■ **ASSIGNMENT**:
From the records below, transcribe exactly the lines that begin at the line with "let id = state.ids.next();" and end at the line with "to status changes.", both included.

■ **Collected data**:

--*--

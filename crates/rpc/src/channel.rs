//! Id-correlated command channel over a supervised socket.
//!
//! One background supervisor owns the socket. It forwards queued frames, routes
//! responses to their waiters by id, and reconnects after a fixed delay for a
//! bounded number of consecutive failures. Every request still pending when a
//! socket closes is rejected with [`CommandError::ConnectionClosed`].

use std::collections::HashMap;
use std::sync::Arc;
use std::time::Duration;

use futures::{SinkExt, StreamExt};
use parking_lot::Mutex;
use schemasync_worker::{GenerationClock, GenerationToken, TaskClass};
use serde_json::Value;
use tokio::sync::{mpsc, oneshot, watch};
use tracing::{debug, info, warn};

use crate::error::{CommandError, Result};
use crate::protocol::{CommandFrame, CommandResponse, EventFrame, RequestId, RequestIdGen};
use crate::status::ConnectionStatus;
use crate::transport::{Connection, Connector};

/// Command channel settings.
#[derive(Debug, Clone)]
pub struct CommandConfig {
	/// Socket endpoint.
	pub url: String,
	/// Default per-request timeout.
	pub request_timeout: Duration,
	/// Delay before each reconnection attempt.
	pub reconnect_delay: Duration,
	/// Consecutive reconnection attempts before giving up.
	pub max_reconnect_attempts: u32,
	/// Request id namespace.
	pub id_prefix: String,
}

impl CommandConfig {
	/// Settings for `url` with default timings.
	pub fn new(url: impl Into<String>) -> Self {
		Self {
			url: url.into(),
			request_timeout: Duration::from_secs(10),
			reconnect_delay: Duration::from_secs(3),
			max_reconnect_attempts: 5,
			id_prefix: "cmd".to_string(),
		}
	}
}

type Waiter = oneshot::Sender<Result<CommandResponse>>;

struct ChannelState {
	outbound: Option<mpsc::UnboundedSender<String>>,
	pending: HashMap<RequestId, Waiter>,
	ids: RequestIdGen,
	supervisor: Option<GenerationToken>,
}

struct Inner {
	config: CommandConfig,
	connector: Arc<dyn Connector>,
	state: Mutex<ChannelState>,
	status: watch::Sender<ConnectionStatus>,
	generations: GenerationClock,
}

/// Request/response channel with id correlation and timeouts.
///
/// Cloning shares the connection.
#[derive(Clone)]
pub struct CommandChannel {
	inner: Arc<Inner>,
}

impl std::fmt::Debug for CommandChannel {
	fn fmt(&self, f: &mut std::fmt::Formatter<'_>) -> std::fmt::Result {
		f.debug_struct("CommandChannel")
			.field("url", &self.inner.config.url)
			.field("status", &self.status())
			.field("pending", &self.pending_len())
			.finish()
	}
}

impl CommandChannel {
	/// Creates a disconnected channel.
	pub fn new(config: CommandConfig, connector: Arc<dyn Connector>) -> Self {
		let ids = RequestIdGen::new(config.id_prefix.clone());
		Self {
			inner: Arc::new(Inner {
				config,
				connector,
				state: Mutex::new(ChannelState {
					outbound: None,
					pending: HashMap::new(),
					ids,
					supervisor: None,
				}),
				status: watch::Sender::new(ConnectionStatus::Disconnected),
				generations: GenerationClock::new(),
			}),
		}
	}

	/// Starts the connection supervisor and waits for its first attempt.
	///
	/// A failed first attempt still leaves the supervisor retrying in the
	/// background. Calling this while a supervisor is running only waits for the
	/// socket to come up.
	pub async fn connect(&self) -> Result<()> {
		let first = {
			let mut state = self.inner.state.lock();
			match &state.supervisor {
				Some(_) => None,
				None => {
					let token = GenerationToken::new(self.inner.generations.next());
					state.supervisor = Some(token.clone());
					let (tx, rx) = oneshot::channel();
					schemasync_worker::spawn(TaskClass::Background, supervise(Arc::clone(&self.inner), token, tx));
					Some(rx)
				}
			}
		};

		match first {
			Some(rx) => rx.await.unwrap_or(Err(CommandError::NotConnected)),
			None => self.wait_connected().await,
		}
	}

	/// Closes the socket and stops reconnecting. Pending requests are rejected.
	pub fn disconnect(&self) {
		let (token, waiters) = {
			let mut state = self.inner.state.lock();
			state.outbound = None;
			(state.supervisor.take(), state.pending.drain().collect::<Vec<_>>())
		};
		if let Some(token) = token {
			token.cancel();
			info!(url = %self.inner.config.url, "command.disconnect");
		}
		reject_all(waiters);
		self.inner.status.send_replace(ConnectionStatus::Disconnected);
	}

	/// Sends `action` and waits for the correlated response with the default timeout.
	pub async fn send_command(&self, action: &str, params: Value) -> Result<CommandResponse> {
		self.send_command_with_timeout(action, params, self.inner.config.request_timeout).await
	}

	/// Sends `action` and waits up to `timeout` for the correlated response.
	///
	/// The waiter is registered before the frame is queued, so a response can never
	/// overtake its own registration.
	pub async fn send_command_with_timeout(&self, action: &str, params: Value, timeout: Duration) -> Result<CommandResponse> {
		let (id, rx) = {
			let mut state = self.inner.state.lock();
			let Some(outbound) = state.outbound.clone() else {
				return Err(CommandError::NotConnected);
			};
			let id = state.ids.next();
			let frame = serde_json::to_string(&CommandFrame {
				id: &id,
				action,
				params: &params,
			})?;
			let (tx, rx) = oneshot::channel();
			state.pending.insert(id.clone(), tx);
			if outbound.send(frame).is_err() {
				state.pending.remove(&id);
				return Err(CommandError::NotConnected);
			}
			(id, rx)
		};
		debug!(request_id = %id, action, "command.sent");

		match tokio::time::timeout(timeout, rx).await {
			Ok(Ok(outcome)) => outcome,
			Ok(Err(_)) => Err(CommandError::ConnectionClosed),
			Err(_) => {
				self.inner.state.lock().pending.remove(&id);
				warn!(request_id = %id, action, timeout_ms = timeout.as_millis() as u64, "command.timeout");
				Err(CommandError::Timeout {
					action: action.to_string(),
					id,
					after: timeout,
				})
			}
		}
	}

	/// Sends a fire-and-forget `{type, payload, pageKey?}` frame.
	pub fn send_event(&self, kind: &str, payload: &Value, page_key: Option<&str>) -> Result<()> {
		let frame = serde_json::to_string(&EventFrame { kind, payload, page_key })?;
		let state = self.inner.state.lock();
		let outbound = state.outbound.as_ref().ok_or(CommandError::NotConnected)?;
		outbound.send(frame).map_err(|_| CommandError::NotConnected)?;
		debug!(kind, "command.event_sent");
		Ok(())
	}

	/// Current socket status.
	pub fn status(&self) -> ConnectionStatus {
		*self.inner.status.borrow()
	}

	/// Returns true while the socket is open.
	pub fn is_connected(&self) -> bool {
		self.status().is_connected()
	}

	/// Subscribes to status changes.
	pub fn subscribe_status(&self) -> watch::Receiver<ConnectionStatus> {
		self.inner.status.subscribe()
	}

	/// Waits until the socket is open. Fails once reconnection has given up.
	pub async fn wait_connected(&self) -> Result<()> {
		let mut rx = self.inner.status.subscribe();
		let status = rx
			.wait_for(|status| matches!(status, ConnectionStatus::Connected | ConnectionStatus::Failed))
			.await
			.map_err(|_| CommandError::NotConnected)?;
		match *status {
			ConnectionStatus::Connected => Ok(()),
			_ => Err(CommandError::NotConnected),
		}
	}

	/// Number of requests awaiting a response.
	pub fn pending_len(&self) -> usize {
		self.inner.state.lock().pending.len()
	}
}

impl Inner {
	fn set_status(&self, status: ConnectionStatus) {
		self.status.send_if_modified(|current| {
			let changed = *current != status;
			*current = status;
			changed
		});
	}

	fn is_current(&self, token: &GenerationToken) -> bool {
		self.state
			.lock()
			.supervisor
			.as_ref()
			.is_some_and(|current| current.generation() == token.generation())
	}

	fn handle_frame(&self, text: &str) {
		let value: Value = match serde_json::from_str(text) {
			Ok(value) => value,
			Err(err) => {
				warn!(error = %err, "command.malformed_frame");
				return;
			}
		};
		if value.get("id").is_none_or(Value::is_null) {
			let kind = value.get("type").and_then(Value::as_str);
			debug!(kind, "command.unsolicited_frame");
			return;
		}
		let response: CommandResponse = match serde_json::from_value(value) {
			Ok(response) => response,
			Err(err) => {
				warn!(error = %err, "command.malformed_response");
				return;
			}
		};

		let waiter = self.state.lock().pending.remove(&response.id);
		let Some(waiter) = waiter else {
			debug!(request_id = %response.id, "command.late_response");
			return;
		};
		let outcome = if response.success {
			Ok(response)
		} else {
			Err(CommandError::Application(response.error_message()))
		};
		let _ = waiter.send(outcome);
	}

	/// Drops the outbound queue and rejects everything in flight.
	fn on_closed(&self, token: &GenerationToken) {
		let waiters = {
			let mut state = self.state.lock();
			if !state.supervisor.as_ref().is_some_and(|t| t.generation() == token.generation()) {
				return;
			}
			state.outbound = None;
			state.pending.drain().collect::<Vec<_>>()
		};
		if !waiters.is_empty() {
			warn!(rejected = waiters.len(), "command.pending_rejected");
		}
		reject_all(waiters);
		self.set_status(ConnectionStatus::Disconnected);
	}

	fn retire(&self, token: &GenerationToken) {
		let mut state = self.state.lock();
		if state.supervisor.as_ref().is_some_and(|t| t.generation() == token.generation()) {
			state.supervisor = None;
		}
	}
}

fn reject_all(waiters: Vec<(RequestId, Waiter)>) {
	for (_, waiter) in waiters {
		let _ = waiter.send(Err(CommandError::ConnectionClosed));
	}
}

async fn supervise(inner: Arc<Inner>, token: GenerationToken, first: oneshot::Sender<Result<()>>) {
	let url = inner.config.url.clone();
	let mut first = Some(first);
	let mut attempts = 0u32;

	loop {
		inner.set_status(ConnectionStatus::Connecting);
		let connected = tokio::select! {
			result = inner.connector.connect(&url) => result,
			_ = token.cancelled() => break,
		};

		match connected {
			Ok(connection) => {
				attempts = 0;
				let (tx, rx) = mpsc::unbounded_channel();
				{
					let mut state = inner.state.lock();
					if token.is_cancelled() {
						break;
					}
					state.outbound = Some(tx);
				}
				inner.set_status(ConnectionStatus::Connected);
				info!(%url, "command.connected");
				if let Some(first) = first.take() {
					let _ = first.send(Ok(()));
				}
				pump(&inner, connection, rx, &token).await;
				inner.on_closed(&token);
				info!(%url, "command.closed");
			}
			Err(err) => {
				warn!(%url, error = %err, "command.connect_failed");
				if let Some(first) = first.take() {
					let _ = first.send(Err(err.into()));
				}
			}
		}

		if token.is_cancelled() {
			break;
		}
		if attempts >= inner.config.max_reconnect_attempts {
			warn!(%url, attempts, "command.reconnect_exhausted");
			inner.retire(&token);
			inner.set_status(ConnectionStatus::Failed);
			return;
		}
		attempts += 1;
		inner.set_status(ConnectionStatus::Disconnected);
		debug!(
			%url,
			attempt = attempts,
			delay_ms = inner.config.reconnect_delay.as_millis() as u64,
			"command.reconnect_scheduled"
		);
		tokio::select! {
			_ = tokio::time::sleep(inner.config.reconnect_delay) => {}
			_ = token.cancelled() => break,
		}
	}

	if inner.is_current(&token) {
		inner.set_status(ConnectionStatus::Disconnected);
	}
	debug!(%url, generation = token.generation(), "command.supervisor_stopped");
}

async fn pump(inner: &Inner, connection: Connection, mut outbound: mpsc::UnboundedReceiver<String>, token: &GenerationToken) {
	let Connection { mut sink, mut stream } = connection;
	loop {
		tokio::select! {
			_ = token.cancelled() => break,
			frame = outbound.recv() => match frame {
				Some(text) => {
					if let Err(err) = sink.send(text).await {
						warn!(error = %err, "command.send_failed");
						break;
					}
				}
				None => break,
			},
			incoming = stream.next() => match incoming {
				Some(Ok(text)) => inner.handle_frame(&text),
				Some(Err(err)) => {
					warn!(error = %err, "command.receive_failed");
					break;
				}
				None => break,
			},
		}
	}
	let _ = sink.close().await;
}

--*--

■ **EXPECTED ANSWER**:
			let id = state.ids.next();
			let frame = serde_json::to_string(&CommandFrame {
				id: &id,
				action,
				params: &params,
			})?;
			let (tx, rx) = oneshot::channel();
			state.pending.insert(id.clone(), tx);
			if outbound.send(frame).is_err() {
				state.pending.remove(&id);
				return Err(CommandError::NotConnected);
			}
			(id, rx)
		};
		debug!(request_id = %id, action, "command.sent");

		match tokio::time::timeout(timeout, rx).await {
			Ok(Ok(outcome)) => outcome,
			Ok(Err(_)) => Err(CommandError::ConnectionClosed),
			Err(_) => {
				self.inner.state.lock().pending.remove(&id);
				warn!(request_id = %id, action, timeout_ms = timeout.as_millis() as u64, "command.timeout");
				Err(CommandError::Timeout {
					action: action.to_string(),
					id,
					after: timeout,
				})
			}
		}
	}

	/// Sends a fire-and-forget `{type, payload, pageKey?}` frame.
	pub fn send_event(&self, kind: &str, payload: &Value, page_key: Option<&str>) -> Result<()> {
		let frame = serde_json::to_string(&EventFrame { kind, payload, page_key })?;
		let state = self.inner.state.lock();
		let outbound = state.outbound.as_ref().ok_or(CommandError::NotConnected)?;
		outbound.send(frame).map_err(|_| CommandError::NotConnected)?;
		debug!(kind, "command.event_sent");
		Ok(())
	}

	/// Current socket status.
	pub fn status(&self) -> ConnectionStatus {
		*self.inner.status.borrow()
	}

	/// Returns true while the socket is open.
	pub fn is_connected(&self) -> bool {
		self.status().is_connected()
	}

	/// Subscribes to status changes.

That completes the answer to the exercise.